Читать книгу Of Death and Grief - S T Kimbrough - Страница 6

Foreword

Оглавление

When S T Kimbrough Jr.’s wife Sarah died after a happy marriage of fifty-nine years, he sought, as all who have lost loved ones do, to try to come to terms with what had happened. He did so by writing the following poems. They record the emotions of a strong man almost overcome by grief, holding on to whatever comfort he can find. Sometimes that comfort came by putting his emotions into verse, trying to find words that would express his grief, the dreadful lying awake in the night, alone (that lying awake is memorably explored here in “Sleeplessness, Grief’s Torturous Friend”). Sometimes it came from the consciousness of something else, a mysterious feeling that somehow the response to death is related to love, and the memory of that love is all-consuming, even in the face of death. Memory, as Kimbrough writes in “Grief’s Redemption,” is like a dove, the gentlest of birds:

Grieve on, brave heart, for in grief

there is hope, there is belief

that memory like a dove

alights on the heart with love.

The pain of parting is terrible; the memory of the moment of farewell is so painful, a moment that is captured here in the restrained simplicity of

It was fifty-nine years ago

that I saw her for the first time.

A month ago I saw her for the last time

and kissed her lips for the last time as she died.

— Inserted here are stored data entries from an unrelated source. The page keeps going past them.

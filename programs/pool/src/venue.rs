//! Ephemeral-rollup venue: delegation program and magic program CPIs
//!
//! Wire formats are borsh on the venue side. They are encoded by hand into
//! fixed stack buffers; nothing here allocates.

use arrayvec::ArrayVec;
use pinocchio::{
    account_info::AccountInfo,
    cpi::invoke_signed,
    instruction::{AccountMeta, Instruction, Signer},
    pubkey::Pubkey,
    ProgramResult,
};
use pool_model::PoolError;

pub const DELEGATION_PROGRAM_ID: Pubkey =
    pinocchio_pubkey::pubkey!("DELeGGvXpWV2fqJUhqcF5ZSYMS4JTLjteaAMARRSaeSh");
pub const MAGIC_PROGRAM_ID: Pubkey =
    pinocchio_pubkey::pubkey!("Magic11111111111111111111111111111111111111");
pub const MAGIC_CONTEXT_ID: Pubkey =
    pinocchio_pubkey::pubkey!("MagicContext1111111111111111111111111111111");

/// Prefix of the delegation program's undelegate callback
pub const UNDELEGATE_CALLBACK_DISCRIMINATOR: [u8; 8] = [196, 28, 41, 206, 48, 37, 51, 167];

const DELEGATE_DISCRIMINATOR: [u8; 8] = [0; 8];
const SCHEDULE_COMMIT: [u8; 4] = [1, 0, 0, 0];
const SCHEDULE_COMMIT_AND_UNDELEGATE: [u8; 4] = [2, 0, 0, 0];

/// Seeds per delegated account (salt + identity)
pub const MAX_ENTITY_SEEDS: usize = 4;
pub const MAX_SEED_LEN: usize = 32;
/// discriminator + frequency + vec len + seeds + option tag + validator
pub const MAX_DELEGATE_ARGS_LEN: usize =
    8 + 4 + 4 + MAX_ENTITY_SEEDS * (4 + MAX_SEED_LEN) + 1 + 32;

struct ArgWriter<const N: usize> {
    buf: [u8; N],
    len: usize,
}

impl<const N: usize> ArgWriter<N> {
    fn new() -> Self {
        Self { buf: [0u8; N], len: 0 }
    }

    fn put(&mut self, bytes: &[u8]) -> Result<(), PoolError> {
        let end = self.len.checked_add(bytes.len()).ok_or(PoolError::InvalidInstruction)?;
        self.buf
            .get_mut(self.len..end)
            .ok_or(PoolError::InvalidInstruction)?
            .copy_from_slice(bytes);
        self.len = end;
        Ok(())
    }

    fn as_slice(&self) -> &[u8] {
        &self.buf[..self.len]
    }
}

/// Encoded `delegate` instruction data
pub struct DelegateArgs {
    writer: ArgWriter<MAX_DELEGATE_ARGS_LEN>,
}

impl DelegateArgs {
    pub fn encode(
        commit_frequency_ms: u32,
        seeds: &[&[u8]],
        validator: Option<&Pubkey>,
    ) -> Result<Self, PoolError> {
        if seeds.len() > MAX_ENTITY_SEEDS || seeds.iter().any(|s| s.len() > MAX_SEED_LEN) {
            return Err(PoolError::InvalidInstruction);
        }
        let mut writer = ArgWriter::new();
        writer.put(&DELEGATE_DISCRIMINATOR)?;
        writer.put(&commit_frequency_ms.to_le_bytes())?;
        writer.put(&(seeds.len() as u32).to_le_bytes())?;
        for seed in seeds {
            writer.put(&(seed.len() as u32).to_le_bytes())?;
            writer.put(seed)?;
        }
        match validator {
            Some(key) => {
                writer.put(&[1])?;
                writer.put(key)?;
            }
            None => writer.put(&[0])?,
        }
        Ok(Self { writer })
    }

    pub fn as_bytes(&self) -> &[u8] {
        self.writer.as_slice()
    }
}

/// Decode the borsh `Vec<Vec<u8>>` that follows the callback discriminator
pub fn parse_callback_seeds(
    data: &[u8],
) -> Result<ArrayVec<&[u8], MAX_ENTITY_SEEDS>, PoolError> {
    let mut reader = pool_common::InstructionReader::new(data);
    let count = reader.read_u32()? as usize;
    if count == 0 || count > MAX_ENTITY_SEEDS {
        return Err(PoolError::InvalidInstruction);
    }
    let mut seeds = ArrayVec::new();
    for _ in 0..count {
        let len = reader.read_u32()? as usize;
        if len > MAX_SEED_LEN {
            return Err(PoolError::InvalidInstruction);
        }
        seeds.push(reader.read_slice(len)?);
    }
    Ok(seeds)
}

/// Accounts for the delegation program's `delegate`
pub struct DelegateAccounts<'a> {
    pub payer: &'a AccountInfo,
    pub entity: &'a AccountInfo,
    pub owner_program: &'a AccountInfo,
    pub buffer: &'a AccountInfo,
    pub delegation_record: &'a AccountInfo,
    pub delegation_metadata: &'a AccountInfo,
    pub system_program: &'a AccountInfo,
}

/// Hand `entity` to the delegation program; `entity_signer` signs for the PDA
pub fn delegate(
    accounts: &DelegateAccounts<'_>,
    args: &DelegateArgs,
    entity_signer: Signer,
) -> ProgramResult {
    let metas = [
        AccountMeta::writable_signer(accounts.payer.key()),
        AccountMeta::writable_signer(accounts.entity.key()),
        AccountMeta::readonly(accounts.owner_program.key()),
        AccountMeta::writable(accounts.buffer.key()),
        AccountMeta::writable(accounts.delegation_record.key()),
        AccountMeta::writable(accounts.delegation_metadata.key()),
        AccountMeta::readonly(accounts.system_program.key()),
    ];
    let ix = Instruction {
        program_id: &DELEGATION_PROGRAM_ID,
        accounts: &metas,
        data: args.as_bytes(),
    };
    invoke_signed(
        &ix,
        &[
            accounts.payer,
            accounts.entity,
            accounts.owner_program,
            accounts.buffer,
            accounts.delegation_record,
            accounts.delegation_metadata,
            accounts.system_program,
        ],
        &[entity_signer],
    )
}

/// Ask the magic program to checkpoint `entity` to the base ledger,
/// optionally releasing it afterwards
pub fn schedule_commit(
    payer: &AccountInfo,
    magic_context: &AccountInfo,
    magic_program: &AccountInfo,
    entity: &AccountInfo,
    undelegate: bool,
) -> ProgramResult {
    let metas = [
        AccountMeta::writable_signer(payer.key()),
        AccountMeta::writable(magic_context.key()),
        AccountMeta::readonly(entity.key()),
    ];
    let data = if undelegate {
        SCHEDULE_COMMIT_AND_UNDELEGATE
    } else {
        SCHEDULE_COMMIT
    };
    let ix = Instruction {
        program_id: &MAGIC_PROGRAM_ID,
        accounts: &metas,
        data: &data,
    };
    invoke_signed(&ix, &[payer, magic_context, entity, magic_program], &[])
}
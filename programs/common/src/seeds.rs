//! PDA salt strings
//!
//! These must stay byte-identical to what existing on-ledger state was
//! derived with. Composition order is always `[salt, identity]`.

/// `["pool", name]`
pub const POOL_SEED: &[u8] = b"pool";
/// `["liquidity_provider_account_info", provider]`
pub const LIQUIDITY_PROVIDER_SEED: &[u8] = b"liquidity_provider_account_info";
/// `["lp_token_mint"]`
pub const LP_MINT_SEED: &[u8] = b"lp_token_mint";
/// `["lp_token_account"]`, escrow for LP tokens awaiting a withdraw commit
pub const LP_ESCROW_SEED: &[u8] = b"lp_token_account";
/// `["token_account_a", mint_a]`
pub const VAULT_A_SEED: &[u8] = b"token_account_a";
/// `["token_account_b", mint_b]`
pub const VAULT_B_SEED: &[u8] = b"token_account_b";
/// `["transfer_authority"]`, owner of vaults, escrow and LP mint
pub const TRANSFER_AUTHORITY_SEED: &[u8] = b"transfer_authority";
/// `["deposit_recept", provider]`
pub const DEPOSIT_RECEIPT_SEED: &[u8] = b"deposit_recept";
/// `["withdraw_recept", provider]`
pub const WITHDRAW_RECEIPT_SEED: &[u8] = b"withdraw_recept";

// Venue-side records, keyed by the delegated account
pub const BUFFER_SEED: &[u8] = b"buffer";
pub const DELEGATION_SEED: &[u8] = b"delegation";
pub const DELEGATION_METADATA_SEED: &[u8] = b"delegation-metadata";
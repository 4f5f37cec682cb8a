//! End-to-end scenario tests mirroring spec.md §8's concrete examples:
//! `M30` alone, simple rapids, the long-move-axis tie-break, spindle
//! config, and unit rescaling. Each renders primitives the way spec.md §8
//! describes (`"V{axis+1},X…,Y…,Z…"`, runs bracketed by `"E"`) so the
//! assertions read the same way the spec's own scenario table does.

use gcode::{Axis, Target};
use gcode_interpreter::{Config, Interpreter};

#[derive(Default)]
struct PrintingTarget {
    log: Vec<String>,
}

impl Target for PrintingTarget {
    fn axes(&self) -> Vec<Axis> {
        vec![Axis::X, Axis::Y, Axis::Z]
    }

    fn append_preamble(&mut self) {
        self.log.push("E".to_string());
    }

    fn append_postamble(&mut self) {}

    fn set_feed_rate(&mut self, _micro_units_per_second: i64) {}

    fn set_spindle_speed(&mut self, _pwm: u8) {}

    fn set_spindle_config(&mut self, ccw: Option<bool>, enable: bool, speed: Option<i64>) {
        self.log.push(format!("M,{ccw:?},{enable},{speed:?}"));
    }

    fn set_coolant_mist(&mut self) {}

    fn set_coolant_off(&mut self) {}

    fn straight_motion(
        &mut self,
        _rapid: bool,
        long_move_axis: Option<Axis>,
        machine_pos: [Option<i64>; 3],
    ) {
        let Some(axis) = long_move_axis else {
            return;
        };
        let mut entry = format!("V{}", axis.index() + 1);
        for (letter, pos) in [('X', machine_pos[0]), ('Y', machine_pos[1]), ('Z', machine_pos[2])]
        {
            if let Some(value) = pos {
                entry.push_str(&format!(",{letter}{value}"));
            }
        }
        self.log.push(entry);
    }

    fn circle_motion(&mut self, _dx: i64, _dy: i64, _sweep: i64) {}
}

fn lines(blocks: &[&str]) -> Vec<String> {
    blocks.iter().map(|s| (*s).to_string()).collect()
}

#[test]
fn bare_m30_just_brackets_an_empty_run() {
    let mut target = PrintingTarget::default();
    let mut interp = Interpreter::new(&mut target, Config::default());
    interp.run(&lines(&["M30"])).unwrap();
    assert_eq!(target.log, vec!["E".to_string()]);
    assert!(interp.state().end);
}

#[test]
fn a_single_rapid_is_logged_once_inside_one_bracket() {
    let mut target = PrintingTarget::default();
    let mut interp = Interpreter::new(&mut target, Config::default());
    interp.run(&lines(&["G0 X10"])).unwrap();
    assert_eq!(target.log, vec!["E".to_string(), "V1,X10000".to_string()]);
}

#[test]
fn two_blocks_in_one_run_share_a_single_bracket() {
    let mut target = PrintingTarget::default();
    let mut interp = Interpreter::new(&mut target, Config::default());
    interp.run(&lines(&["G0 X10", "G0 X20"])).unwrap();
    assert_eq!(
        target.log,
        vec!["E".to_string(), "V1,X10000".to_string(), "V1,X20000".to_string()]
    );
}

#[test]
fn two_separate_runs_each_get_their_own_bracket() {
    let mut target = PrintingTarget::default();
    {
        let mut interp = Interpreter::new(&mut target, Config::default());
        interp.run(&lines(&["G0 X10", "M30"])).unwrap();
    }
    {
        let mut interp = Interpreter::new(&mut target, Config::default());
        interp.run(&lines(&["G0 X20", "M30"])).unwrap();
    }
    assert_eq!(
        target.log,
        vec![
            "E".to_string(),
            "V1,X10000".to_string(),
            "E".to_string(),
            "V1,X20000".to_string(),
        ]
    );
}

#[test]
fn g0_whose_target_equals_current_position_emits_nothing() {
    let mut target = PrintingTarget::default();
    let mut interp = Interpreter::new(&mut target, Config::default());
    interp.run(&lines(&["G0 X0", "M30"])).unwrap();
    assert_eq!(target.log, vec!["E".to_string()]);
}

#[test]
fn long_move_axis_tie_break_favors_the_larger_delta() {
    // From (5, 0, 2): |ΔX| = 5 dominates |ΔY| = 0.
    let mut target = PrintingTarget::default();
    let mut interp = Interpreter::new(&mut target, Config::default());
    interp.run(&lines(&["G0 X5 Y0 Z2", "G0 X0 Y0", "M30"])).unwrap();
    assert!(target.log.iter().any(|l| l.starts_with("V1,")));

    // From (5, 9.5, 2): |ΔY| = 9.5 dominates |ΔX| = 5.
    let mut target = PrintingTarget::default();
    let mut interp = Interpreter::new(&mut target, Config::default());
    interp
        .run(&lines(&["G0 X5 Y9.5 Z2", "G0 X0 Y0", "M30"]))
        .unwrap();
    assert!(target.log.iter().any(|l| l.starts_with("V2,")));
}

#[test]
fn m3_with_speed_reports_clockwise_enabled_with_the_raw_speed() {
    let mut target = PrintingTarget::default();
    let mut interp = Interpreter::new(&mut target, Config::default());
    interp.run(&lines(&["M3 S3000", "M30"])).unwrap();
    assert!(target.log.iter().any(|l| l == "M,Some(false),true,Some(3000)"));
}

#[test]
fn g20_rescales_the_next_axis_word_without_retroactively_touching_position() {
    let mut target = PrintingTarget::default();
    let mut interp = Interpreter::new(&mut target, Config::default());
    interp.run(&lines(&["G20", "G1 X1", "M30"])).unwrap();
    assert_eq!(target.log, vec!["E".to_string(), "V1,X25400".to_string()]);
}

#[test]
fn axis_only_block_reuses_the_sticky_motion_command() {
    let mut target = PrintingTarget::default();
    let mut interp = Interpreter::new(&mut target, Config::default());
    interp.run(&lines(&["G1 X10", "Y5", "M30"])).unwrap();
    assert_eq!(target.log.len(), 3);
}

#[test]
fn canned_cycle_with_l_repeats_drills_exactly_that_many_holes() {
    let mut target = PrintingTarget::default();
    let mut interp = Interpreter::new(&mut target, Config::default());
    interp
        .run(&lines(&["G81 X0 Y0 Z-5 R2 L3", "M30"]))
        .unwrap();
    let feeds = target
        .log
        .iter()
        .filter(|l| l.starts_with("V3,") && l.ends_with("Z-5000"))
        .count();
    assert_eq!(feeds, 3);
}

Memory and pain and love come together. As Emily Dickinson put it:

Parting is all we know of heaven,

And all we need of hell.

The feeling of disaster and loss at the end of a beautiful relationship will never go away. And yet there is gratitude for what has been, for the mystery of the last days, for the care received against the inevitable process of dying, and for the presence in the room of something other-worldly in the wonder of the final precious days and hours. And then comes the reality. One of these poems records the attempts of others to console, seen against the misery of turning the key in the front door. When they say “How are you,” they ought to know how hard it is, each day to enter an empty house, but

The simple words, “You’re in my thoughts”

suffice beyond all measure.

These poems indicate something that we all know, but often lack the courage to explore, the intimate relationship between love and grief: that the more one loves, the more one grieves when that love is brought to an end by death. And yet, as these poems show, love continues to exist, in the continued presence of the beloved in the mind and the heart. As one of these poems says:

Give thanks for love, for being—

for life, feeling, and seeing.

“For being.” The phrase is simple, yet exactly right. Just “being” is a gift that we need to remember to give thanks for. And somehow, that love continues through all the accidents of life, and through the final moment of death. It is not easy to say how this happens. We may believe in heaven, and that we shall meet again on another shore and in a greater light, or we may not. But whether or not we have such a belief, there is a sense that love continues beyond the last embrace, or the last kiss on the forehead. Death is a farewell, but one in which we carry with us the knowledge that parting is in some ways impossible. It is like the end of Sarah Doudney’s beautiful hymn, “Sleep on belovèd, sleep, and take thy rest”: “Good night! Good night! Good night!” Doudney’s note reminds us that the early Christians were accustomed to bid their dying friends “Good night”; and that hymn carries with it the thought that has been a part of the encounter with death for more than a thousand years: Requiescat in Pace, “Rest in Peace.” And yet it also has the simplicity of a familiar action, the last words spoken before going to sleep. The ordinary words of daily life are used here to say a last farewell: it is part of the way in which life and death, love and grief, are inextricably and mysteriously combined.

These poems are a moving personal record of a precious relationship. But they are also addressed to all those who are striving to come to terms with loss and bereavement. This little book will be to those who mourn, a comfort to the brave hearts who grieve at a time that we all have to face at some point in our lives.

J. Richard Watson1

Durham, UK

1. J. Richard Watson is Emeritus Professor of English, University of Durham, UK, and a long-time friend of Dr. S T Kimbrough, Jr.